Posted by **jasmine20** on Monday, January 1, 2007 at 4:44am.

can someone correct this for me...

solve:

-4(2x - 3) = -8x + 5

my answer:

this equation has no solution because they don't equal

i get 0=-7

-4(2x-3)=-8x+5

-8x+12=-8x+5

0(x)=-7

So am I correct

You are right, let me explain a bit more.

When you write down:

-4(2x - 3) = -8x + 5

you actually say: Suppose there exists an x such that

-4(2x - 3) equals -8x + 5

Then, assuming this is true, you attempt to find, using some manipulations ,the value of x. If you find a value for x, then you should still check if the equation is satisfied, although this last step is often skipped.

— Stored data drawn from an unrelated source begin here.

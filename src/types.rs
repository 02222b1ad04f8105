// Shared types module - Color records, channels and device mode
use serde::{Deserialize, Serialize};
use std::fmt;

// Panel exit reason - used to tell the caller why the panel loop ended
#[derive(Debug, Clone, Copy, PartialEq)]
pub enum PanelExitReason {
    UserQuit,      // User pressed 'q' or Ctrl+C
    InputClosed,   // Terminal event stream failed
}

// RGB color record of one LED
#[derive(Clone, Copy, Debug, Default, PartialEq, Eq, Serialize, Deserialize)]
pub struct Rgb {
    pub r: u8,
    pub g: u8,
    pub b: u8,
}

impl Rgb {
    pub const BLACK: Rgb = Rgb { r: 0, g: 0, b: 0 };

    pub fn new(r: u8, g: u8, b: u8) -> Self {
        Rgb { r, g, b }
    }

    pub fn channel(&self, channel: Channel) -> u8 {
        match channel {
            Channel::Red => self.r,
            Channel::Green => self.g,
            Channel::Blue => self.b,
        }
    }

    pub fn set_channel(&mut self, channel: Channel, value: u8) {
        match channel {
            Channel::Red => self.r = value,
            Channel::Green => self.g = value,
            Channel::Blue => self.b = value,
        }
    }
}

// Color channel addressed by a slider
#[derive(Clone, Copy, Debug, PartialEq, Eq, Hash)]
pub enum Channel {
    Red,
    Green,
    Blue,
}

impl Channel {
    pub const ALL: [Channel; 3] = [Channel::Red, Channel::Green, Channel::Blue];

    pub fn letter(&self) -> char {
        match self {
            Channel::Red => 'r',
            Channel::Green => 'g',
            Channel::Blue => 'b',
        }
    }
}

impl fmt::Display for Channel {
    fn fmt(&self, f: &mut fmt::Formatter<'_>) -> fmt::Result {
        write!(f, "{}", self.letter())
    }
}

/// Device operating mode as reported by `/status`.
///
/// `"color"` means per-channel manual control is authoritative; any other
/// string means an automatic effect is driving the lamp.
#[derive(Clone, Debug, Default, PartialEq, Eq, Serialize, Deserialize)]
#[serde(from = "String", into = "String")]
pub enum Mode {
    #[default]
    Color,
    Effect(String),
}

impl Mode {
    pub fn is_color(&self) -> bool {
        matches!(self, Mode::Color)
    }

    pub fn as_str(&self) -> &str {
        match self {
            Mode::Color => "color",
            Mode::Effect(name) => name,
        }
    }
}

impl From<String> for Mode {
    fn from(s: String) -> Self {
        if s == "color" {
            Mode::Color
        } else {
            Mode::Effect(s)
        }
    }
}

impl From<Mode> for String {
    fn from(mode: Mode) -> Self {
        mode.as_str().to_string()
    }
}

impl fmt::Display for Mode {
    fn fmt(&self, f: &mut fmt::Formatter<'_>) -> fmt::Result {
        f.write_str(self.as_str())
    }
}

/// Body of `GET /status`
#[derive(Clone, Debug, PartialEq, Eq, Serialize, Deserialize)]
pub struct LampStatus {
    pub mode: Mode,
    pub leds: Vec<Rgb>,
}
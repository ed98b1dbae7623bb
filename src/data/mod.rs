//! Loading labeled score data from delimited text files.
//!
//! Classifier evaluations usually arrive as exported tables: one row per
//! observation with a binary label and a continuous score, optionally
//! preceded by a dataset name for multi-model comparisons. This module
//! parses those tables into [`ScoredDataset`] values.
//!
//! # Supported layouts
//!
//! - **Two columns** (`label,score`): one dataset per file
//! - **Three columns** (`dataset,label,score`): several named datasets in
//!   one file, split on the first column
//!
//! Labels parse from `0`/`1` and `true`/`false` (case-insensitive).
//!
//! # Example
//!
//! ```ignore
//! use auroc::data::{load_labeled_scores, LoadOptions};
//! use std::path::Path;
//!
//! let dataset = load_labeled_scores(Path::new("scores.csv"), &LoadOptions::default())?;
//! println!("{}: {} observations", dataset.name, dataset.len());
//! ```

mod csv;

pub use csv::{load_grouped_scores, load_labeled_scores};

use std::fmt;

use crate::config::BootstrapConfig;
use crate::curve::RocCurve;
use crate::error::AucError;
use crate::estimator;
use crate::result::AucEstimate;

/// Errors that can occur while loading score data.
#[derive(Debug)]
pub enum DataError {
    /// IO error reading the file.
    Io(std::io::Error),

    /// A line did not have the expected number of columns.
    Parse {
        /// Line number where the error occurred (1-indexed).
        line: usize,
        /// Description of the parse error.
        message: String,
    },

    /// A label column value was not a recognized binary label.
    InvalidLabel {
        /// Line number (1-indexed).
        line: usize,
        /// The offending value.
        value: String,
    },

    /// A score column value was not a real number.
    InvalidScore {
        /// Line number (1-indexed).
        line: usize,
        /// The offending value.
        value: String,
    },

    /// The file contained no data rows.
    Empty,
}

impl fmt::Display for DataError {
    fn fmt(&self, f: &mut fmt::Formatter<'_>) -> fmt::Result {
        match self {
            DataError::Io(e) => write!(f, "IO error: {}", e),
            DataError::Parse { line, message } => {
                write!(f, "Parse error at line {}: {}", line, message)
            }
            DataError::InvalidLabel { line, value } => {
                write!(
                    f,
                    "Invalid label at line {}: '{}' (expected 0/1 or true/false)",
                    line, value
                )
            }
            DataError::InvalidScore { line, value } => {
                write!(f, "Invalid score at line {}: '{}'", line, value)
            }
            DataError::Empty => write!(f, "File contains no data rows"),
        }
    }
}

impl std::error::Error for DataError {
    fn source(&self) -> Option<&(dyn std::error::Error + 'static)> {
        match self {
            DataError::Io(e) => Some(e),
            _ => None,
        }
    }
}

impl From<std::io::Error> for DataError {
    fn from(e: std::io::Error) -> Self {
        DataError::Io(e)
    }
}

/// Options for parsing delimited score files.
#[derive(Debug, Clone)]
pub struct LoadOptions {
    /// Column delimiter. Default: `,`. Use `\t` for TSV exports.
    pub delimiter: char,
    /// Whether the first line is a header to skip. Default: `true`.
    pub has_header: bool,
}

impl Default for LoadOptions {
    fn default() -> Self {
        Self {
            delimiter: ',',
            has_header: true,
        }
    }
}

impl LoadOptions {
    /// Options for tab-separated files.
    pub fn tsv() -> Self {
        Self {
            delimiter: '\t',
            ..Default::default()
        }
    }

    /// Set whether the first line is a header.
    pub fn has_header(mut self, has_header: bool) -> Self {
        self.has_header = has_header;
        self
    }
}

/// A named observation set: paired labels and scores.
///
/// The unit of multi-dataset plotting and data loading. Invariants
/// (`labels.len() == scores.len()`, both classes present, finite scores)
/// are checked when the set is evaluated, not at construction.
#[derive(Debug, Clone, PartialEq)]
pub struct ScoredDataset {
    /// Dataset name, shown in legends and panel titles.
    pub name: String,
    /// Class per observation, `true` for positive.
    pub labels: Vec<bool>,
    /// Score per observation, aligned by index.
    pub scores: Vec<f64>,
}

impl ScoredDataset {
    /// Create a dataset from parts.
    pub fn new(name: impl Into<String>, labels: Vec<bool>, scores: Vec<f64>) -> Self {
        Self {
            name: name.into(),
            labels,
            scores,
        }
    }

    /// Number of observations.
    pub fn len(&self) -> usize {
        self.labels.len()
    }

    /// Whether the dataset holds no observations.
    pub fn is_empty(&self) -> bool {
        self.labels.is_empty()
    }

    /// Compute the ROC curve for this dataset.
    pub fn roc_curve(&self) -> Result<RocCurve, AucError> {
        RocCurve::from_scores(&self.labels, &self.scores)
    }

    /// Estimate AUC and its bootstrap confidence interval.
    pub fn estimate(&self, config: &BootstrapConfig) -> Result<AucEstimate, AucError> {
        estimator::estimate(&self.labels, &self.scores, config)
    }
}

But in this case you find a contradictory statement:

0 = -7

This statement is false, which means that the orginal assumption that there exists an x such that

-4(2x - 3) equals -8x + 5

must be false.

To see this let's take statement A to be: "There exists an x such that

-4(2x - 3) equals -8x + 5"

And let's take statement B to be:

"0 = -7". Let's forget for a minute that statement B is obviously false.

Using Algebra you have shown that if A is true then B must be true. In such a case you can also conclude that if B is not true, then A must be false. So, if you know B to be false, then you know that A must be false because if A were true then B must be true which you know isn't the case.